Every year, Gavi seeks out innovative technological solutions to address specific challenges through its Innovation for Uptake, Scale, and Equity in Immunisation, or INFUSE, platform. For example, this year’s focus was innovations to facilitate the delivery of vaccines to children in urban areas. Gavi helps scale up these new technologies by making connections between entrepreneurs and low-income countries as well as assisting with capital and expertise.

Earlier this year, Gavi partnered with Ghana’s Ministry of Health, Zipline, and the UPS Foundation (the community investment arm of the United Parcel Service) to launch the world’s largest autonomous drone delivery network. Once complete, the service will operate 24 hours a day, 7 days a week, to deliver vaccines and other high-priority health products to more than 2000 health facilities across the country, potentially reaching 12 million people.

By improving the systems and institutions necessary to ensure vaccines reach children wherever they may live, Gavi is also helping to move the world closer to universal health coverage, the commitment made by UN member states to ensure everyone has access to essential health services by 2030. Vaccines reach more households worldwide than any other health intervention and provide a contact point between families and primary health services at least 5 times during the first year of a child’s life. This creates a platform that could be used to deliver other essential health services, from malaria prevention and nutritional supplements to maternal and neonatal health care. From novel ways to incentivize investment in vaccines to using drones to strengthen immunization systems, Gavi is constantly innovating. This ability to adapt has been fundamental to the organization’s success so far and will continue to be in the future as it works against a constantly shifting global health landscape. Cities are expanding rapidly, with the global urban population expected to increase by 2.5 billion by 20507; there are more people displaced worldwide than ever before; and climate change and globalization are increasing the risk of major disease outbreaks.

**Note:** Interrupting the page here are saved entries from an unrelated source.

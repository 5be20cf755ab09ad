//! Progress reporting for annealing runs.

use std::fmt;
use std::io::Write;
use std::time::Duration;

use tracing::warn;

pub(crate) const HEADER: &str =
    " Temperature        Energy    Accept   Improve     Elapsed   Remaining";

/// Trial counters for one reporting interval.
#[derive(Debug, Clone, Copy, Default)]
pub(crate) struct IntervalStats {
    pub trials: usize,
    pub accepts: usize,
    pub improves: usize,
}

impl IntervalStats {
    pub fn record(&mut self, accepted: bool, improved: bool) {
        self.trials += 1;
        if accepted {
            self.accepts += 1;
            if improved {
                self.improves += 1;
            }
        }
    }

    pub fn acceptance(&self) -> Option<f64> {
        (self.trials > 0).then(|| self.accepts as f64 / self.trials as f64)
    }

    pub fn improvement(&self) -> Option<f64> {
        (self.trials > 0).then(|| self.improves as f64 / self.trials as f64)
    }
}

/// One progress line.
#[derive(Debug, Clone, Copy)]
pub(crate) struct ProgressLine {
    pub temperature: f64,
    pub energy: f64,
    pub acceptance: Option<f64>,
    pub improvement: Option<f64>,
    pub elapsed: Duration,
    pub remaining: Option<Duration>,
}

impl fmt::Display for ProgressLine {
    fn fmt(&self, f: &mut fmt::Formatter<'_>) -> fmt::Result {
        write!(f, "{:12.5}  {:12.2}", self.temperature, self.energy)?;
        match (self.acceptance, self.improvement) {
            (Some(a), Some(i)) => write!(f, "  {:7.2}%  {:7.2}%", a * 100.0, i * 100.0)?,
            _ => write!(f, "  {:>8}  {:>8}", "", "")?,
        }
        write!(f, "  {:>10}", Clock(self.elapsed))?;
        match self.remaining {
            Some(r) => write!(f, "  {:>10}", Clock(r)),
            None => write!(f, "  {:>10}", ""),
        }
    }
}

/// `H:MM:SS` rendering of a duration.
struct Clock(Duration);

impl fmt::Display for Clock {
    fn fmt(&self, f: &mut fmt::Formatter<'_>) -> fmt::Result {
        let secs = self.0.as_secs();
        let text = format!("{}:{:02}:{:02}", secs / 3600, (secs / 60) % 60, secs % 60);
        f.pad(&text)
    }
}

/// Linear extrapolation of the time left after `done` of `total` steps.
pub(crate) fn remaining(elapsed: Duration, done: usize, total: usize) -> Option<Duration> {
    if done == 0 {
        return None;
    }
    let left = total.saturating_sub(done) as f64;
    Some(elapsed.mul_f64(left / done as f64))
}

/// Ordered text destination for progress lines.
///
/// A failed write disables the sink until the next run begins, so a broken
/// pipe never aborts the search.
pub(crate) struct ProgressSink {
    out: Box<dyn Write + Send>,
    failed: bool,
}

impl ProgressSink {
    pub fn new(out: Box<dyn Write + Send>) -> Self {
        Self { out, failed: false }
    }

    /// Resets the failure flag and writes the column header.
    pub fn begin(&mut self) {
        self.failed = false;
        self.write_text(HEADER);
    }

    pub fn line(&mut self, line: &ProgressLine) {
        self.write_text(&line.to_string());
    }

    fn write_text(&mut self, text: &str) {
        if self.failed {
            return;
        }
        let result = writeln!(self.out, "{text}").and_then(|()| self.out.flush());
        if let Err(err) = result {
            warn!(error = %err, "progress sink write failed; suppressing further output");
            self.failed = true;
        }
    }
}

impl fmt::Debug for ProgressSink {
    fn fmt(&self, f: &mut fmt::Formatter<'_>) -> fmt::Result {
        f.debug_struct("ProgressSink")
            .field("failed", &self.failed)
            .finish_non_exhaustive()
    }
}
//! Annealing schedules and calibration parameters.

#[cfg(feature = "serde")]
use serde::{Deserialize, Serialize};

/// Default starting temperature of a run.
pub const DEFAULT_MAX_TEMPERATURE: f64 = 25_000.0;
/// Default final temperature of a run.
pub const DEFAULT_MIN_TEMPERATURE: f64 = 2.5;
/// Default number of annealing steps.
pub const DEFAULT_STEPS: usize = 50_000;
/// Default number of progress lines per run.
pub const DEFAULT_UPDATES: usize = 100;
/// Default number of trials per calibration round.
pub const DEFAULT_CALIBRATION_STEPS: usize = 2000;

/// Checks `0 < min < max` with both bounds finite.
pub(crate) fn check_temperatures(max: f64, min: f64) -> Result<(), String> {
    if !max.is_finite() || !min.is_finite() {
        return Err(format!("temperatures must be finite, got max={max} min={min}"));
    }
    if min <= 0.0 {
        return Err(format!("min temperature must be positive, got {min}"));
    }
    if min >= max {
        return Err(format!(
            "min temperature must be less than max temperature, got min={min} max={max}"
        ));
    }
    Ok(())
}

/// Temperature bounds and step count for a single annealing run.
///
/// Produced by [`Annealer::compute_run_schedule`](super::Annealer::compute_run_schedule)
/// and consumed by [`Annealer::run_schedule`](super::Annealer::run_schedule).
/// Always satisfies `0 < min_temperature < max_temperature`.
///
/// # Examples
///
/// ```
/// use u_anneal::sa::RunSchedule;
///
/// let schedule = RunSchedule::new(100.0, 0.5, 10_000).unwrap();
/// assert_eq!(schedule.steps(), 10_000);
/// assert!(RunSchedule::new(1.0, 2.0, 10).is_err());
/// ```
#[derive(Debug, Clone, Copy, PartialEq)]
#[cfg_attr(feature = "serde", derive(Serialize, Deserialize))]
#[cfg_attr(feature = "serde", serde(try_from = "RawSchedule"))]
pub struct RunSchedule {
    max_temperature: f64,
    min_temperature: f64,
    steps: usize,
}

/// Unvalidated wire form of [`RunSchedule`].
#[cfg(feature = "serde")]
#[derive(Deserialize)]
struct RawSchedule {
    max_temperature: f64,
    min_temperature: f64,
    steps: usize,
}

#[cfg(feature = "serde")]
impl TryFrom<RawSchedule> for RunSchedule {
    type Error = String;

    fn try_from(raw: RawSchedule) -> Result<Self, String> {
        RunSchedule::new(raw.max_temperature, raw.min_temperature, raw.steps)
    }
}

impl RunSchedule {
    /// Creates a validated schedule.
    pub fn new(max_temperature: f64, min_temperature: f64, steps: usize) -> Result<Self, String> {
        check_temperatures(max_temperature, min_temperature)?;
        Ok(Self {
            max_temperature,
            min_temperature,
            steps,
        })
    }

    /// Re-checks the temperature bounds.
    pub fn validate(&self) -> Result<(), String> {
        check_temperatures(self.max_temperature, self.min_temperature)
    }

    /// Builds a schedule without checking it.
    #[cfg(test)]
    pub(crate) fn unchecked(max_temperature: f64, min_temperature: f64, steps: usize) -> Self {
        Self {
            max_temperature,
            min_temperature,
            steps,
        }
    }

    /// Starting temperature.
    pub fn max_temperature(&self) -> f64 {
        self.max_temperature
    }

    /// Final temperature.
    pub fn min_temperature(&self) -> f64 {
        self.min_temperature
    }

    /// Number of annealing steps.
    pub fn steps(&self) -> usize {
        self.steps
    }

    /// Temperature at `step` of the exponential cooling curve.
    ///
    /// `T(step) = max * exp(-ln(max / min) * step / steps)`, so `T(0) = max`
    /// and `T(steps) = min`. A zero-step schedule stays at `max`.
    pub fn temperature_at(&self, step: usize) -> f64 {
        if self.steps == 0 {
            return self.max_temperature;
        }
        let factor = -(self.max_temperature / self.min_temperature).ln();
        self.max_temperature * (factor * step as f64 / self.steps as f64).exp()
    }
}

impl Default for RunSchedule {
    fn default() -> Self {
        Self {
            max_temperature: DEFAULT_MAX_TEMPERATURE,
            min_temperature: DEFAULT_MIN_TEMPERATURE,
            steps: DEFAULT_STEPS,
        }
    }
}

/// Configuration for an annealing run.
///
/// # Examples
///
/// ```
/// use u_anneal::sa::AnnealConfig;
///
/// let config = AnnealConfig::default()
///     .with_max_temperature(500.0)
///     .with_min_temperature(0.1)
///     .with_steps(20_000)
///     .with_updates(0);
/// assert!(config.validate().is_ok());
/// ```
#[derive(Debug, Clone)]
#[cfg_attr(feature = "serde", derive(Serialize, Deserialize))]
pub struct AnnealConfig {
    /// Starting temperature. Higher values accept worsening moves more freely.
    pub max_temperature: f64,

    /// Final temperature. Must be positive and below `max_temperature`.
    pub min_temperature: f64,

    /// Number of perturbations to attempt.
    pub steps: usize,

    /// Number of progress lines to emit. 0 = silent.
    pub updates: usize,

    /// Random seed for reproducibility.
    pub seed: Option<u64>,
}

impl Default for AnnealConfig {
    fn default() -> Self {
        Self {
            max_temperature: DEFAULT_MAX_TEMPERATURE,
            min_temperature: DEFAULT_MIN_TEMPERATURE,
            steps: DEFAULT_STEPS,
            updates: DEFAULT_UPDATES,
            seed: None,
        }
    }
}

impl AnnealConfig {
    pub fn with_max_temperature(mut self, t: f64) -> Self {
        self.max_temperature = t;
        self
    }

    pub fn with_min_temperature(mut self, t: f64) -> Self {
        self.min_temperature = t;
        self
    }

    pub fn with_steps(mut self, n: usize) -> Self {
        self.steps = n;
        self
    }

    pub fn with_updates(mut self, n: usize) -> Self {
        self.updates = n;
        self
    }

    pub fn with_seed(mut self, seed: u64) -> Self {
        self.seed = Some(seed);
        self
    }

    /// Applies a calibrated schedule, keeping `updates` and `seed`.
    pub fn with_schedule(mut self, schedule: &RunSchedule) -> Self {
        self.max_temperature = schedule.max_temperature;
        self.min_temperature = schedule.min_temperature;
        self.steps = schedule.steps;
        self
    }

    /// Validates the configuration.
    pub fn validate(&self) -> Result<(), String> {
        check_temperatures(self.max_temperature, self.min_temperature)
    }

    /// The schedule part of this configuration.
    pub fn schedule(&self) -> Result<RunSchedule, String> {
        RunSchedule::new(self.max_temperature, self.min_temperature, self.steps)
    }
}

/// Parameters of the schedule calibration search.
///
/// The defaults reproduce the classical auto-tuning procedure: rounds of
/// 2000 trials, a 98% acceptance target for the maximum temperature, and
/// a 1.5x temperature step bounded by `[1e-10, 1e25]`.
#[derive(Debug, Clone)]
#[cfg_attr(feature = "serde", derive(Serialize, Deserialize))]
pub struct CalibrationConfig {
    /// Trials per temperature round.
    pub sample_steps: usize,

    /// Acceptance rate that defines the maximum temperature.
    pub target_acceptance: f64,

    /// Multiplicative temperature step between rounds. Must exceed 1.
    pub scale: f64,

    /// Lowest temperature a round may use.
    pub min_temperature_floor: f64,

    /// Highest temperature a round may use.
    pub max_temperature_ceiling: f64,

    /// Moves to try before giving up on finding a nonzero energy delta.
    pub max_seed_attempts: usize,
}

impl Default for CalibrationConfig {
    fn default() -> Self {
        Self {
            sample_steps: DEFAULT_CALIBRATION_STEPS,
            target_acceptance: 0.98,
            scale: 1.5,
            min_temperature_floor: 1e-10,
            max_temperature_ceiling: 1e25,
            max_seed_attempts: 10_000,
        }
    }
}

impl CalibrationConfig {
    pub fn with_sample_steps(mut self, n: usize) -> Self {
        self.sample_steps = n;
        self
    }

    pub fn with_target_acceptance(mut self, rate: f64) -> Self {
        self.target_acceptance = rate;
        self
    }

    pub fn with_scale(mut self, scale: f64) -> Self {
        self.scale = scale;
        self
    }

    /// Validates the configuration.
    pub fn validate(&self) -> Result<(), String> {
        if self.sample_steps == 0 {
            return Err("sample_steps must be at least 1".into());
        }
        if !(self.target_acceptance > 0.0 && self.target_acceptance < 1.0) {
            return Err(format!(
                "target_acceptance must be in (0, 1), got {}",
                self.target_acceptance
            ));
        }
        if !(self.scale > 1.0 && self.scale.is_finite()) {
            return Err(format!("scale must be finite and > 1, got {}", self.scale));
        }
        check_temperatures(self.max_temperature_ceiling, self.min_temperature_floor)?;
        if self.max_seed_attempts == 0 {
            return Err("max_seed_attempts must be at least 1".into());
        }
        Ok(())
    }
}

The Alliance has consistently demonstrated the central role vaccination has to play in addressing such threats to global health security and others such as antimicrobial resistance, as well as in helping the global health community to achieve the Sustainable Development Goals. Now, as Gavi approaches its next strategic period, it will enhance its focus on equity and attempt to help countries focus on the last mile first—looking for children who have not received any vaccines and bringing them into the primary health care system through immunization. It is Gavi’s ability to adapt to new challenges that will enable it to reach the growing number of people worldwide who are increasingly vulnerable to the threat of infectious disease and to help protect and empower the next generation.